__WORK REQUIRED__. Range to reproduce from the entries below: the line with "in storage order", the line with "Every product matching the query", and every line in between. Give them exactly and give nothing else.

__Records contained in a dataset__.
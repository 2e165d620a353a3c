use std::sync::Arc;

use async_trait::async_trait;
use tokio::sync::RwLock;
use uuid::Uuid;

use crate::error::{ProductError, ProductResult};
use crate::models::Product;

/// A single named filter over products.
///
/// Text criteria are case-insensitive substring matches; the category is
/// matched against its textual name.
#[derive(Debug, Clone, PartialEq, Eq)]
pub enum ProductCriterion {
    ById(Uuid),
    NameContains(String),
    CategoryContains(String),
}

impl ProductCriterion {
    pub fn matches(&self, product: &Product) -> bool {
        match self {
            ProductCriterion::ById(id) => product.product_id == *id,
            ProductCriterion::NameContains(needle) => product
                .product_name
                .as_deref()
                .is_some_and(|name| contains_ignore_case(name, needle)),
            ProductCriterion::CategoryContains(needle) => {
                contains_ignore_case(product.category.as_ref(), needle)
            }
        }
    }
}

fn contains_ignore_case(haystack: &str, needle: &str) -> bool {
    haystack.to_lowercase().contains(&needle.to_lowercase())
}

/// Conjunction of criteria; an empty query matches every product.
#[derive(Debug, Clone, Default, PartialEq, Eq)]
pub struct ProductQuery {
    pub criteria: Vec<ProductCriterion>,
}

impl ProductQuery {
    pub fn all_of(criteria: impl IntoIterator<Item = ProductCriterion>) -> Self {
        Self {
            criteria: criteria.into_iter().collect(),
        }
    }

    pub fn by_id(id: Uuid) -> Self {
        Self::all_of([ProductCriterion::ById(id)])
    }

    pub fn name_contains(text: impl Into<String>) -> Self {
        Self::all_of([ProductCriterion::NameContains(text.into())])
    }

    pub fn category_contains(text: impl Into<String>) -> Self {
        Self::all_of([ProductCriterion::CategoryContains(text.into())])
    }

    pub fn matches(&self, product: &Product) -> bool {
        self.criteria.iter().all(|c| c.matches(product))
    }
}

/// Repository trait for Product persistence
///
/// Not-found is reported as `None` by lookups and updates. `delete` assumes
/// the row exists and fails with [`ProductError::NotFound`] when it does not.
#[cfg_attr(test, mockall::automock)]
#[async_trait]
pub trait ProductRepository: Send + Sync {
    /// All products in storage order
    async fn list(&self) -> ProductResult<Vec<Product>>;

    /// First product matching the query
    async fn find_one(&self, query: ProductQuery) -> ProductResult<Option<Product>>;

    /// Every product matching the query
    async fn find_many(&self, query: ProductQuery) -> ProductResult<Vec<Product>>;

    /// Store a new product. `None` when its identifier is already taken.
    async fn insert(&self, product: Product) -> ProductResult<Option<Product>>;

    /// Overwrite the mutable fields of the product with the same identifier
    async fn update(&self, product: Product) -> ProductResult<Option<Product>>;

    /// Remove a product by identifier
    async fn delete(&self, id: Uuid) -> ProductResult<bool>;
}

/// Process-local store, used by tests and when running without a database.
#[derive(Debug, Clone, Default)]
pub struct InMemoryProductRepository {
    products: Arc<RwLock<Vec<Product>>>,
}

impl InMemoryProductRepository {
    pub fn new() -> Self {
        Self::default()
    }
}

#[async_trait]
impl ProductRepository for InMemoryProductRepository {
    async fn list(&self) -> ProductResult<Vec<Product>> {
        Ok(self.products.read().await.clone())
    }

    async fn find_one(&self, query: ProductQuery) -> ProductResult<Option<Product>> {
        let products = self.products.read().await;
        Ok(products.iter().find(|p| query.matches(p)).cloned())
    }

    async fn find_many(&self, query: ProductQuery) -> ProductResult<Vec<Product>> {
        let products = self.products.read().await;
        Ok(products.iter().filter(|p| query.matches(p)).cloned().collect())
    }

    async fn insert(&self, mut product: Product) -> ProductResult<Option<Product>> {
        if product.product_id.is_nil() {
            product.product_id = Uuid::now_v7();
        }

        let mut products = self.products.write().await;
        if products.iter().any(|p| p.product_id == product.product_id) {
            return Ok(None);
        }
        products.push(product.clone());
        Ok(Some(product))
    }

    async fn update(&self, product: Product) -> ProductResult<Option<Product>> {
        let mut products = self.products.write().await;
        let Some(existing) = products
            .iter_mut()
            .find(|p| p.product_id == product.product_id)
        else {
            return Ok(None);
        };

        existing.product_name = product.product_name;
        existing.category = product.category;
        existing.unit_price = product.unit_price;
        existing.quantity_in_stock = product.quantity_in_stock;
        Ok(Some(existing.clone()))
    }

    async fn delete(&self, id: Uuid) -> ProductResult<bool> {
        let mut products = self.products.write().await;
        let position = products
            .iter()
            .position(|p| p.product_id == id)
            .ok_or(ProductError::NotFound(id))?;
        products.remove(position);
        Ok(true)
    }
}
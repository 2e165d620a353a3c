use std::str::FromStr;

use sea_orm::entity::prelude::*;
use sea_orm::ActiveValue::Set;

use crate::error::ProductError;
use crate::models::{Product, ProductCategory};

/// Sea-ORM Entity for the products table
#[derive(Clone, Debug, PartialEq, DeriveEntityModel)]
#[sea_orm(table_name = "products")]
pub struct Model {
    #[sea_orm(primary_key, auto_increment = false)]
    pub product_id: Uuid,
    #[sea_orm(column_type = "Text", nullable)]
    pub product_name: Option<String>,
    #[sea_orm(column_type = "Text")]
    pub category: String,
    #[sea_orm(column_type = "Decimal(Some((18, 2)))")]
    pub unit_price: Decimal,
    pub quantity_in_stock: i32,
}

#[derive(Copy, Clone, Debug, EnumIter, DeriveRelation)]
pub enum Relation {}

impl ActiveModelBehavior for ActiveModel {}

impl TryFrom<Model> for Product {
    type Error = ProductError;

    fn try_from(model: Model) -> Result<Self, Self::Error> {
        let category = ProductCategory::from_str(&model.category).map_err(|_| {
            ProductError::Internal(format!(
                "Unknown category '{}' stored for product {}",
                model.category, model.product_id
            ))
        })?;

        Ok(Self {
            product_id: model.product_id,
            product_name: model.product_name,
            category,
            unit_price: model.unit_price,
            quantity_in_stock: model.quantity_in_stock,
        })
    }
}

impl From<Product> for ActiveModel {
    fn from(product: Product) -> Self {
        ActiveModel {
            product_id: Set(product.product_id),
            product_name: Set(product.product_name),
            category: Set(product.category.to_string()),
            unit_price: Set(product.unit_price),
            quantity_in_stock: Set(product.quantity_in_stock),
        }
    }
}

__RESPONSE TO THIS EXERCISE__.
    /// All products in storage order
    async fn list(&self) -> ProductResult<Vec<Product>>;

    /// First product matching the query
    async fn find_one(&self, query: ProductQuery) -> ProductResult<Option<Product>>;

    /// Every product matching the query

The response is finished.